PIN­ING FOR TRA­DI­TION

I MAY BE BARK­ING UP THE WRONG TREE IN AN AT­TEMPT TO RE­CAP­TURE THE SPIRIT OF CHRIST­MAS PAST

The Weekend Post - Cairns Eye - - Reckon - WORDS// CHANTAY LO­GAN

My Christ­mas tree is very grownup this year. It’s one of those min­i­mal­ist Scandi ones and matches my cof­fee ta­ble. I feel like a fes­tive fraud. My fam­ily grew up near a pine for­est and back then our tree was al­ways the real deal. I spent hours pad­ding through the woods on a car­pet of sound-shush­ing nee­dles, hold­ing hands with my lit­tle sis­ter as we eval­u­ated spec­i­mens based on their sym­me­try, char­ac­ter, colour and load-bear­ing po­ten­tial. Thanks to the vaulted ceil­ing in our lounge room, it was go big or go home. Get­ting the gi­ants off the back of Dad’s red pick-up and through the front door was a feat of engi­neer­ing and, once in­side, it would rain as­sorted in­sects for at least a week. We couldn’t reach past the bot­tom three boughs to hang dec­o­ra­tions, but our hol­i­day rit­u­als re­volved around making new dec­o­ra­tions to adorn our prize. With Frosty the Snow­man and The Lit­tle Drum­mer Boy play­ing on our big grey box of a TV, or The Tin Lids Christ­mas tape blar­ing in the back­ground, we’d set to work. Our fin­gers were for­ever coated in the Clag glue we used to make pa­per mache baubles and we’d hunt for pine cones to spray-paint sil­ver. We couldn’t wait un­til it was dark so we could turn on the wink­ing lights. I miss the heady scent of crushed pine nee­dles, which would fill the home with Christ­mas­time for weeks.
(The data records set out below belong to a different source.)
//! Academic-staff style: generic checklists and a single-entity API client.

use super::criteria::{self, Flavor};
use super::schema;
use super::SpecContext;
use crate::error::Result;
use crate::template;

pub(super) fn render(ctx: &SpecContext<'_>) -> Result<String> {
    let r = ctx.record;
    let tables = schema::table_names(r);
    let main_table = tables[0].clone();

    let success_criteria = if r.features.is_empty() {
        criteria::flavor_criteria(Flavor::General)
    } else {
        criteria::success_criteria(r, "")
    };
    let schema_sql = if r.tables.is_empty() {
        schema::placeholder_schema(&r.title, &main_table)
    } else {
        schema::scoped_schema(&tables, ctx.catalog.row_scope)
    };

    let mut vars = ctx.base_vars();
    vars.set("success_criteria", success_criteria)
        .set("schema", schema_sql)
        .set("table", main_table.clone())
        .set("main_type", schema::interface_name(&main_table))
        .set("footer", ctx.footer("✅ READY FOR AUTONOMOUS AI AGENT DEVELOPMENT"));

    template::fill("classic", TEMPLATE, &vars)
}

const TEMPLATE: &str = r#"# SPEC-{{id}}: {{title}}

## 🎯 SPECIFICATION OVERVIEW

**Specification ID**: SPEC-{{id}}  
**Title**: {{title}}  
**Phase**: {{phase}}  
**Portal**: {{portal_name}}  
**Category**: {{category}}  
**Priority**: {{priority}}  
**Status**: ✅ READY FOR DEVELOPMENT  
**Estimated Time**: {{time}}  
**Dependencies**: {{dependencies}}  

---

## 📋 DESCRIPTION

{{description}}

---

## 🎯 SUCCESS CRITERIA

{{success_criteria}}

---

## 🗄️ DATABASE SCHEMA

```sql
{{schema}}
```

---

## 💻 IMPLEMENTATION

### API Client (`/lib/api/{{slug}}.ts`)

```typescript
import { createClient } from '@/lib/supabase/client';

// Type definitions
export interface {{main_type}} {
  id: string;
  tenantId: string;
  branchId: string;
  // ... other fields
  createdAt: string;
  updatedAt: string;
}

// API Client class
class {{component_name}}API {
  private supabase = createClient();

  /**
   * Get all items with pagination and filtering
   */
  async getAll(
    filters?: Record<string, any>,
    pagination?: { page: number; limit: number }
  ): Promise<{{main_type}}[]> {
    const query = this.supabase
      .from('{{table}}')
      .select('*');

    // Apply filters
    if (filters) {
      Object.entries(filters).forEach(([key, value]) => {
        if (value !== undefined && value !== null) {
          query.eq(key, value);
        }
      });
    }

    // Apply pagination
    if (pagination) {
      const { page, limit } = pagination;
      const start = (page - 1) * limit;
      query.range(start, start + limit - 1);
    }

    const { data, error } = await query.order('created_at', { ascending: false });

    if (error) throw error;
    return data.map(this.mapItem);
  }

  /**
   * Get single item by ID
   */
  async getById(id: string): Promise<{{main_type}} | null> {
    const { data, error } = await this.supabase
      .from('{{table}}')
      .select('*')
      .eq('id', id)
      .single();

    if (error && error.code !== 'PGRST116') throw error;
    return data ? this.mapItem(data) : null;
  }

  /**
   * Create new item
   */
  async create(item: Omit<{{main_type}}, 'id' | 'createdAt' | 'updatedAt'>): Promise<{{main_type}}> {
    const { data, error } = await this.supabase
      .from('{{table}}')
      .insert(this.toSnakeCase(item))
      .select()
      .single();

    if (error) throw error;
    return this.mapItem(data);
  }

  /**
   * Update existing item
   */
  async update(id: string, updates: Partial<{{main_type}}>): Promise<{{main_type}}> {
    const { data, error } = await this.supabase
      .from('{{table}}')
      .update({
        ...this.toSnakeCase(updates),
        updated_at: new Date().toISOString(),
      })
      .eq('id', id)
      .select()
      .single();

    if (error) throw error;
    return this.mapItem(data);
  }

  /**
   * Delete item
   */
  async delete(id: string): Promise<void> {
    const { error } = await this.supabase
      .from('{{table}}')
      .delete()
      .eq('id', id);

    if (error) throw error;
  }

  // Helper methods
  private mapItem(item: any): {{main_type}} {
    return {
      id: item.id,
      tenantId: item.tenant_id,
      branchId: item.branch_id,
      // ... map all fields from snake_case to camelCase
      createdAt: item.created_at,
      updatedAt: item.updated_at,
    };
  }

  private toSnakeCase(obj: any): any {
    // Convert camelCase keys to snake_case
    const result: any = {};
    Object.entries(obj).forEach(([key, value]) => {
      const snakeKey = key.replace(/([A-Z])/g, '_$1').toLowerCase();
      result[snakeKey] = value;
    });
    return result;
  }
}

export const {{camel_name}}API = new {{component_name}}API();
```

---

### React Component (`/components/{{portal_folder}}/{{component_name}}.tsx`)

```typescript
'use client';

import React, { useEffect, useState } from 'react';
import { Card, CardContent, CardDescription, CardHeader, CardTitle } from '@/components/ui/card';
import { Button } from '@/components/ui/button';
import { Alert, AlertDescription } from '@/components/ui/alert';
import { AlertCircle } from 'lucide-react';
import { {{camel_name}}API, {{main_type}} } from '@/lib/api/{{slug}}';

export function {{component_name}}() {
  const [items, setItems] = useState<{{main_type}}[]>([]);
  const [loading, setLoading] = useState(true);
  const [error, setError] = useState<string | null>(null);

  useEffect(() => {
    loadData();
  }, []);

  const loadData = async () => {
    try {
      setLoading(true);
      setError(null);
      const data = await {{camel_name}}API.getAll();
      setItems(data);
    } catch (err) {
      setError(err instanceof Error ? err.message : 'Failed to load data');
    } finally {
      setLoading(false);
    }
  };

  if (loading) {
    return <div className="flex items-center justify-center h-64">Loading...</div>;
  }

  if (error) {
    return (
      <Alert variant="destructive">
        <AlertCircle className="h-4 w-4" />
        <AlertDescription>{error}</AlertDescription>
      </Alert>
    );
  }

  return (
    <div className="space-y-6">
      <div className="flex justify-between items-center">
        <h1 className="text-3xl font-bold">{{title}}</h1>
        <Button>Create New</Button>
      </div>

      <Card>
        <CardHeader>
          <CardTitle>Items List</CardTitle>
          <CardDescription>Manage your items</CardDescription>
        </CardHeader>
        <CardContent>
          <div className="space-y-4">
            {items.map((item) => (
              <div key={item.id} className="border p-4 rounded-lg">
                {/* Item display */}
              </div>
            ))}
          </div>
        </CardContent>
      </Card>
    </div>
  );
}
```

---

## 🧪 TESTING

### Unit Tests (`/tests/unit/{{slug}}.test.ts`)

```typescript
import { describe, it, expect, beforeEach, vi } from 'vitest';
import { {{camel_name}}API } from '@/lib/api/{{slug}}';

describe('{{title}} API', () => {
  beforeEach(() => {
    vi.clearAllMocks();
  });

  describe('getAll', () => {
    it('should fetch all items', async () => {
      const items = await {{camel_name}}API.getAll();
      expect(Array.isArray(items)).toBe(true);
    });
  });

  describe('create', () => {
    it('should create new item', async () => {
      const created = await {{camel_name}}API.create({} as any);
      expect(created.id).toBeDefined();
    });
  });

  describe('update', () => {
    it('should update existing item', async () => {
      const updated = await {{camel_name}}API.update('test-id', {});
      expect(updated).toBeDefined();
    });
  });
});
```

---

## 📚 USAGE EXAMPLE

```typescript
// In a page component
import { {{component_name}} } from '@/components/{{portal_folder}}/{{component_name}}';

export default function {{component_name}}Page() {
  return (
    <div className="container mx-auto py-6">
      <{{component_name}} />
    </div>
  );
}

// Using the API directly
import { {{camel_name}}API } from '@/lib/api/{{slug}}';

async function handleAction() {
  const items = await {{camel_name}}API.getAll();
  console.log('Items:', items);
}
```

---

## 🔒 SECURITY

- ✅ Row-Level Security (RLS) policies implemented
- ✅ Tenant isolation enforced
- ✅ Branch-level access control
- ✅ Role-based permissions (RBAC)
- ✅ Audit logging for all operations
- ✅ Input validation and sanitization
- ✅ Secure file upload handling
- ✅ CSRF protection
- ✅ XSS prevention

---

## 📊 PERFORMANCE

- Indexed columns for fast queries
- Materialized views for aggregated data
- Pagination for large datasets
- Lazy loading for UI components
- Optimistic UI updates
- Caching strategies implemented
- Query optimization
- Connection pooling

---

## ♿ ACCESSIBILITY

- WCAG 2.1 Level AA compliant
- Keyboard navigation support
- Screen reader friendly
- Proper ARIA labels
- Color contrast ratios met
- Focus indicators visible
- Error messages accessible
- Form validation accessible

---

## 📱 MOBILE RESPONSIVENESS

- Mobile-first design approach
- Touch-friendly interface
- Responsive grid layouts
- Optimized for small screens
- Progressive Web App (PWA) ready
- Offline support considerations
- Touch gestures implemented

---

## ✅ DEFINITION OF DONE

- [ ] Database schema created and migrated
- [ ] RLS policies implemented and tested
- [ ] API client methods implemented
- [ ] React components built with shadcn/ui
- [ ] Unit tests written (85%+ coverage)
- [ ] Integration tests passing
- [ ] Mobile responsive design verified
- [ ] Accessibility tested and compliant
- [ ] Performance benchmarks met
- [ ] Security audit passed
- [ ] Documentation complete
- [ ] Code review approved
- [ ] QA testing passed
- [ ] User acceptance testing completed

---

{{footer}}
"#;
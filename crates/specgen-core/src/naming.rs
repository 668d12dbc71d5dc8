//! Pure text transformations used for file names and for the identifiers
//! that appear inside the illustrative code blocks.

use regex::Regex;
use std::sync::OnceLock;

// ---------------------------------------------------------------------------
// Slugs
// ---------------------------------------------------------------------------

static SEPARATOR_RE: OnceLock<Regex> = OnceLock::new();

fn separator_re() -> &'static Regex {
    SEPARATOR_RE.get_or_init(|| Regex::new(r"[^a-z0-9]+").unwrap())
}

/// Derive the file/URL slug from a title.
///
/// Lower-cases the title, spells out `&` as `and` and collapses every other
/// run of characters outside `[a-z0-9]` into one hyphen:
/// `"Mail & Courier Tracking System"` becomes
/// `"mail-and-courier-tracking-system"`.
pub fn slugify(title: &str) -> String {
    let lowered = title.to_lowercase().replace('&', "and");
    separator_re()
        .replace_all(&lowered, "-")
        .trim_matches('-')
        .to_string()
}

// ---------------------------------------------------------------------------
// Identifier casing
// ---------------------------------------------------------------------------

fn capitalize(word: &str) -> String {
    let mut chars = word.chars();
    match chars.next() {
        Some(first) => first.to_uppercase().chain(chars.flat_map(char::to_lowercase)).collect(),
        None => String::new(),
    }
}

fn split_words(s: &str) -> impl Iterator<Item = &str> {
    s.split(['-', '_', ' ']).filter(|w| !w.is_empty())
}

/// `student-dashboard-and-overview` → `StudentDashboardAndOverview`
pub fn pascal_case(s: &str) -> String {
    split_words(s).map(capitalize).collect()
}

/// `student-dashboard-and-overview` → `studentDashboardAndOverview`
pub fn camel_case(s: &str) -> String {
    let pascal = pascal_case(s);
    let mut chars = pascal.chars();
    match chars.next() {
        Some(first) => first.to_lowercase().chain(chars).collect(),
        None => String::new(),
    }
}

/// `student-dashboard-and-overview` → `student_dashboard_and_overview`
pub fn snake_case(s: &str) -> String {
    split_words(s)
        .map(str::to_lowercase)
        .collect::<Vec<_>>()
        .join("_")
}

/// `github_workflows` → `Github Workflows`
pub fn title_case(s: &str) -> String {
    split_words(s).map(capitalize).collect::<Vec<_>>().join(" ")
}

// ---------------------------------------------------------------------------
// Groups
// ---------------------------------------------------------------------------

/// Display name for a group key when the catalog does not set one.
///
/// Drops the leading ordering prefix and title-cases the rest:
/// `01-LAB-STAFF-PORTAL` → `Lab Staff Portal`.
pub fn group_display_name(key: &str) -> String {
    let trimmed = key.trim_start_matches(|c: char| c.is_ascii_digit());
    let trimmed = if trimmed.len() < key.len() {
        trimmed.trim_start_matches(['-', '_', ' '])
    } else {
        key
    };
    title_case(trimmed)
}

/// Short label for a dashboard record used in dependency anchors:
/// `Student Dashboard & Overview` → `Student Dashboard`.
pub fn dashboard_label(title: &str) -> &str {
    title.split(" & ").next().unwrap_or(title).trim()
}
Most of all I miss sit­ting with my sis­ter un­der those big branches, legs crossed as we ripped into presents we’d sneak­ily peeked into a fort­night be­fore and re­wrapped. Now she has a new tra­di­tion in­volv­ing the gift of penalty rates and my day has been miss­ing some of its magic. When it comes to making my own tra­di­tions I’m still find­ing my feet. I’m tempted to go as min­i­mal­ist as my tree, with a cruisy lunch and af­ter­noon coma, but there’s part of me that still wants to go big or go home.